Exercise details =
Reproduce only the stretch of entries below that begins at the first line and ends at the line holding "-> Result<Self, ApiError>".

Records drawn from a dataset =

---+---

//! HTTP client for the waste management backend.

use std::time::Duration;

use async_trait::async_trait;
use reqwest::{RequestBuilder, StatusCode};
use serde::de::DeserializeOwned;
use tracing::{debug, warn};

use super::error::ApiError;
use super::models::{
    ApiReply, BinFields, BinRecord, ErrorBody, LoginRequest, LoginResponse, MessageReply,
    NewUser, PasswordChange, UserRecord, UserUpdate,
};
use super::BackendApi;
use crate::session::SessionContext;

/// Whether a request carries the bearer credential.
#[derive(Debug, Clone, Copy, PartialEq, Eq)]
enum Auth {
    None,
    /// Attached when a session exists, sent anyway otherwise.
    IfPresent,
    /// Refused locally with [`ApiError::NotLoggedIn`] when there's no session.
    Required,
}

/// REST client that reads its bearer token from the session on every call.
#[derive(Clone)]
pub struct ApiClient {
    client: reqwest::Client,
    base_url: String,
    session: SessionContext,
}

impl ApiClient {
    /// Create a new API client.
    ///
    /// # Arguments
    /// * `base_url` - Base URL of the backend (e.g., "https://api.example.com")
    /// * `timeout` - Per-request timeout
    /// * `session` - Session the bearer token is read from
    pub fn new(
        base_url: impl Into<String>,
        timeout: Duration,
        session: SessionContext,
    ) -> Result<Self, ApiError> {
        let client = reqwest::Client::builder().timeout(timeout).build()?;

        // Ensure base_url doesn't have trailing slash
        let base_url = base_url.into().trim_end_matches('/').to_string();

        Ok(Self {
            client,
            base_url,
            session,
        })
    }

    /// Get the base URL of the backend.
    pub fn base_url(&self) -> &str {
        &self.base_url
    }

    fn url(&self, path: &str) -> String {
        format!("{}{}", self.base_url, path)
    }

    fn authorize(&self, request: RequestBuilder, auth: Auth) -> Result<RequestBuilder, ApiError> {
        if auth == Auth::None {
            return Ok(request);
        }
        match self.session.token() {
            Some(token) => Ok(request.bearer_auth(token)),
            None if auth == Auth::Required => Err(ApiError::NotLoggedIn),
            None => Ok(request),
        }
    }

    async fn send<T: DeserializeOwned>(
        &self,
        request: RequestBuilder,
        auth: Auth,
    ) -> Result<T, ApiError> {
        let request = self.authorize(request, auth)?;
        let response = request.send().await?;
        let status = response.status();
        let url = response.url().path().to_string();
        let bytes = response.bytes().await?;
        debug!("{} -> {} ({} bytes)", url, status, bytes.len());

        if status.is_success() {
            let body: &[u8] = if bytes.is_empty() { b"{}" } else { &bytes };
            return serde_json::from_slice(body)
                .map_err(|e| ApiError::InvalidResponse(e.to_string()));
        }

        let message = serde_json::from_slice::<ErrorBody>(&bytes)
            .ok()
            .and_then(ErrorBody::into_message)
            .unwrap_or_default();
        warn!("{} failed with {}: {}", url, status, message);

        if status == StatusCode::UNAUTHORIZED {
            Err(ApiError::Unauthorized(message))
        } else {
            Err(ApiError::Server { status, message })
        }
    }
}

fn id_segment(id: &str) -> String {
    urlencoding::encode(id).into_owned()
}

#[async_trait]
impl BackendApi for ApiClient {
    async fn login(&self, credentials: &LoginRequest) -> Result<LoginResponse, ApiError> {
        let request = self.client.post(self.url("/users/login")).json(credentials);
        self.send(request, Auth::None).await
    }

    async fn list_users(&self) -> Result<ApiReply<Vec<UserRecord>>, ApiError> {
        let request = self.client.get(self.url("/users"));
        self.send(request, Auth::Required).await
    }

    async fn get_user(&self, id: &str) -> Result<ApiReply<UserRecord>, ApiError> {
        let request = self
            .client
            .get(self.url(&format!("/users/{}", id_segment(id))));
        self.send(request, Auth::Required).await
    }

    async fn create_user(&self, user: &NewUser) -> Result<MessageReply, ApiError> {
        let request = self.client.post(self.url("/users")).json(user);
        self.send(request, Auth::IfPresent).await
    }

    async fn update_user(&self, id: &str, user: &UserUpdate) -> Result<MessageReply, ApiError> {
        let request = self
            .client
            .put(self.url(&format!("/users/{}", id_segment(id))))
            .json(user);
        self.send(request, Auth::Required).await
    }

    async fn delete_user(&self, id: &str) -> Result<MessageReply, ApiError> {
        let request = self
            .client
            .delete(self.url(&format!("/users/{}", id_segment(id))));
        self.send(request, Auth::Required).await
    }

    async fn change_password(
        &self,
        id: &str,
        change: &PasswordChange,
    ) -> Result<MessageReply, ApiError> {
        let request = self
            .client
            .put(self.url(&format!("/users/change-password/{}", id_segment(id))))
            .json(change);
        self.send(request, Auth::Required).await
    }

    async fn list_bins(&self) -> Result<ApiReply<Vec<BinRecord>>, ApiError> {
        let request = self.client.get(self.url("/bins"));
        self.send(request, Auth::IfPresent).await
    }

    async fn get_bin(&self, id: &str) -> Result<ApiReply<BinRecord>, ApiError> {
        let request = self
            .client
            .get(self.url(&format!("/bins/{}", id_segment(id))));
        self.send(request, Auth::IfPresent).await
    }

    async fn create_bin(&self, bin: &BinFields) -> Result<MessageReply, ApiError> {
        let request = self.client.post(self.url("/bins")).json(bin);
        self.send(request, Auth::IfPresent).await
    }

    async fn update_bin(&self, id: &str, bin: &BinFields) -> Result<MessageReply, ApiError> {
        let request = self
            .client
            .put(self.url(&format!("/bins/{}", id_segment(id))))
            .json(bin);
        self.send(request, Auth::IfPresent).await
    }

    async fn delete_bin(&self, id: &str) -> Result<MessageReply, ApiError> {
        let request = self
            .client
            .delete(self.url(&format!("/bins/{}", id_segment(id))));
        self.send(request, Auth::IfPresent).await
    }
}
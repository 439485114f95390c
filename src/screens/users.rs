//! User administration screens.

use tracing::debug;

use super::{announce, ScreenLifecycle};
use crate::api::{MessageReply, NewUser, PasswordChange, UserRecord, UserUpdate};
use crate::context::AppContext;
use crate::forms::{
    submit_validated, FormSchema, FormValues, SubmitOutcome, CHANGE_PASSWORD_FORM,
    CREATE_USER_FORM, EDIT_USER_FORM,
};
use crate::navigation::Route;
use crate::session::UserRole;

pub const USERS_FAILURE: &str = "Error fetching users";
pub const USER_FETCH_FAILURE: &str = "Error fetching user data";
pub const USER_CREATE_FAILURE: &str = "Error creating user";
pub const USER_UPDATE_FAILURE: &str = "Error updating user";
pub const USER_DELETE_FAILURE: &str = "Error deleting user";
pub const PASSWORD_FAILURE: &str = "Error updating password";

/// Blank or unknown roles fall back to a regular user.
fn role_of(values: &FormValues) -> UserRole {
    UserRole::from_str(values.get("role")).unwrap_or_default()
}

/// The user list.
pub struct DashboardScreen {
    ctx: AppContext,
    lifecycle: ScreenLifecycle,
    users: Vec<UserRecord>,
    pending_delete: Option<UserRecord>,
}

impl DashboardScreen {
    pub fn open(ctx: &AppContext) -> Result<Self, Route> {
        let lifecycle = ScreenLifecycle::enter(ctx, Route::Dashboard)?;
        Ok(Self {
            ctx: ctx.clone(),
            lifecycle,
            users: Vec::new(),
            pending_delete: None,
        })
    }

    /// Fetches the list. On failure the previous list is kept.
    pub async fn load(&mut self) -> bool {
        let Some(result) = self.lifecycle.run(self.ctx.api.list_users()).await else {
            return false;
        };
        match result {
            Ok(reply) => {
                debug!("Loaded {} users", reply.data.len());
                self.users = reply.data;
                if !reply.message.trim().is_empty() {
                    self.ctx.notifier.success(reply.message);
                }
                true
            }
            Err(e) => {
                self.ctx.report(&e, USERS_FAILURE);
                false
            }
        }
    }

    pub fn users(&self) -> &[UserRecord] {
        &self.users
    }

    pub fn request_edit(&self, id: &str) {
        self.ctx
            .navigator()
            .navigate(Route::EditUser(id.to_string()));
    }

    pub fn request_change_password(&self, id: &str) {
        self.ctx
            .navigator()
            .navigate(Route::ChangePassword(id.to_string()));
    }

    /// Opens the confirmation prompt for a listed user.
    pub fn request_delete(&mut self, id: &str) -> bool {
        self.pending_delete = self.users.iter().find(|u| u.id == id).cloned();
        self.pending_delete.is_some()
    }

    pub fn pending_delete(&self) -> Option<&UserRecord> {
        self.pending_delete.as_ref()
    }

    pub fn dismiss_delete(&mut self) {
        self.pending_delete = None;
    }

    /// Deletes the user awaiting confirmation, then reloads the list.
    pub async fn confirm_delete(&mut self) -> bool {
        let Some(user) = self.pending_delete.take() else {
            return false;
        };
        let Some(result) = self.lifecycle.run(self.ctx.api.delete_user(&user.id)).await else {
            return false;
        };
        match result {
            Ok(reply) => {
                announce(&self.ctx, &reply.message, "User deleted successfully");
                self.load().await;
                true
            }
            Err(e) => {
                self.ctx.report(&e, USER_DELETE_FAILURE);
                false
            }
        }
    }

    pub fn unmount(&self) {
        self.lifecycle.unmount();
    }
}

pub struct CreateUserScreen {
    ctx: AppContext,
    lifecycle: ScreenLifecycle,
}

impl CreateUserScreen {
    pub fn open(ctx: &AppContext) -> Result<Self, Route> {
        let lifecycle = ScreenLifecycle::enter(ctx, Route::CreateUser)?;
        Ok(Self {
            ctx: ctx.clone(),
            lifecycle,
        })
    }

    pub fn schema(&self) -> &'static FormSchema {
        &CREATE_USER_FORM
    }

    pub async fn submit(&self, values: &FormValues) -> SubmitOutcome<MessageReply> {
        let user = NewUser {
            first_name: values.trimmed("firstName"),
            last_name: values.trimmed("lastName"),
            email: values.trimmed("email"),
            password: values.get("password").to_string(),
            batch: values.trimmed("batch"),
            role: role_of(values),
        };
        let api = self.ctx.api.clone();
        let outcome = submit_validated(
            &CREATE_USER_FORM,
            values,
            &self.ctx,
            &self.lifecycle,
            USER_CREATE_FAILURE,
            || async move { api.create_user(&user).await },
        )
        .await;

        if let SubmitOutcome::Submitted(reply) = &outcome {
            announce(&self.ctx, &reply.message, "User created successfully");
            self.ctx.navigator().navigate(Route::Dashboard);
        }
        outcome
    }

    pub fn unmount(&self) {
        self.lifecycle.unmount();
    }
}

pub struct EditUserScreen {
    ctx: AppContext,
    lifecycle: ScreenLifecycle,
    id: String,
    values: FormValues,
}

impl EditUserScreen {
    pub fn open(ctx: &AppContext, id: &str) -> Result<Self, Route> {
        let lifecycle = ScreenLifecycle::enter(ctx, Route::EditUser(id.to_string()))?;
        Ok(Self {
            ctx: ctx.clone(),
            lifecycle,
            id: id.to_string(),
            values: FormValues::new().with("role", UserRole::User.as_str()),
        })
    }

    pub fn schema(&self) -> &'static FormSchema {
        &EDIT_USER_FORM
    }

    pub fn id(&self) -> &str {
        &self.id
    }

    /// Current form content, pre-filled by [`EditUserScreen::load`].
    pub fn values(&self) -> &FormValues {
        &self.values
    }

    pub async fn load(&mut self) -> bool {
        let Some(result) = self.lifecycle.run(self.ctx.api.get_user(&self.id)).await else {
            return false;
        };
        match result {
            Ok(reply) => {
                let user = reply.data;
                self.values = FormValues::new()
                    .with("firstName", user.first_name)
                    .with("lastName", user.last_name)
                    .with("email", user.email)
                    .with("batch", user.batch)
                    .with("role", user.role.as_str());
                if !reply.message.trim().is_empty() {
                    self.ctx.notifier.success(reply.message);
                }
                true
            }
            Err(e) => {
                self.ctx.report(&e, USER_FETCH_FAILURE);
                false
            }
        }
    }

    pub async fn submit(&self, values: &FormValues) -> SubmitOutcome<MessageReply> {
        let update = UserUpdate {
            email: values.trimmed("email"),
            first_name: values.trimmed("firstName"),
            last_name: values.trimmed("lastName"),
            batch: values.trimmed("batch"),
            role: role_of(values),
        };
        let api = self.ctx.api.clone();
        let id = self.id.clone();
        let outcome = submit_validated(
            &EDIT_USER_FORM,
            values,
            &self.ctx,
            &self.lifecycle,
            USER_UPDATE_FAILURE,
            || async move { api.update_user(&id, &update).await },
        )
        .await;

        if let SubmitOutcome::Submitted(reply) = &outcome {
            announce(&self.ctx, &reply.message, "User updated successfully");
            self.ctx.navigator().navigate(Route::Dashboard);
        }
        outcome
    }

    pub fn unmount(&self) {
        self.lifecycle.unmount();
    }
}

pub struct ChangePasswordScreen {
    ctx: AppContext,
    lifecycle: ScreenLifecycle,
    id: String,
}

impl ChangePasswordScreen {
    pub fn open(ctx: &AppContext, id: &str) -> Result<Self, Route> {
        let lifecycle = ScreenLifecycle::enter(ctx, Route::ChangePassword(id.to_string()))?;
        Ok(Self {
            ctx: ctx.clone(),
            lifecycle,
            id: id.to_string(),
        })
    }

    pub fn schema(&self) -> &'static FormSchema {
        &CHANGE_PASSWORD_FORM
    }

    /// Only the new password is sent, the confirmation stays local.
    pub async fn submit(&self, values: &FormValues) -> SubmitOutcome<MessageReply> {
        let change = PasswordChange {
            password: values.get("password").to_string(),
        };
        let api = self.ctx.api.clone();
        let id = self.id.clone();
        let outcome = submit_validated(
            &CHANGE_PASSWORD_FORM,
            values,
            &self.ctx,
            &self.lifecycle,
            PASSWORD_FAILURE,
            || async move { api.change_password(&id, &change).await },
        )
        .await;

        if let SubmitOutcome::Submitted(reply) = &outcome {
            announce(&self.ctx, &reply.message, "Password updated successfully");
            self.ctx.navigator().navigate(Route::Dashboard);
        }
        outcome
    }

    pub fn unmount(&self) {
        self.lifecycle.unmount();
    }
}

---+---

Result =
//! HTTP client for the waste management backend.

use std::time::Duration;

use async_trait::async_trait;
use reqwest::{RequestBuilder, StatusCode};
use serde::de::DeserializeOwned;
use tracing::{debug, warn};

use super::error::ApiError;
use super::models::{
    ApiReply, BinFields, BinRecord, ErrorBody, LoginRequest, LoginResponse, MessageReply,
    NewUser, PasswordChange, UserRecord, UserUpdate,
};
use super::BackendApi;
use crate::session::SessionContext;

/// Whether a request carries the bearer credential.
#[derive(Debug, Clone, Copy, PartialEq, Eq)]
enum Auth {
    None,
    /// Attached when a session exists, sent anyway otherwise.
    IfPresent,
    /// Refused locally with [`ApiError::NotLoggedIn`] when there's no session.
    Required,
}

/// REST client that reads its bearer token from the session on every call.
#[derive(Clone)]
pub struct ApiClient {
    client: reqwest::Client,
    base_url: String,
    session: SessionContext,
}

impl ApiClient {
    /// Create a new API client.
    ///
    /// # Arguments
    /// * `base_url` - Base URL of the backend (e.g., "https://api.example.com")
    /// * `timeout` - Per-request timeout
    /// * `session` - Session the bearer token is read from
    pub fn new(
        base_url: impl Into<String>,
        timeout: Duration,
        session: SessionContext,
    ) -> Result<Self, ApiError> {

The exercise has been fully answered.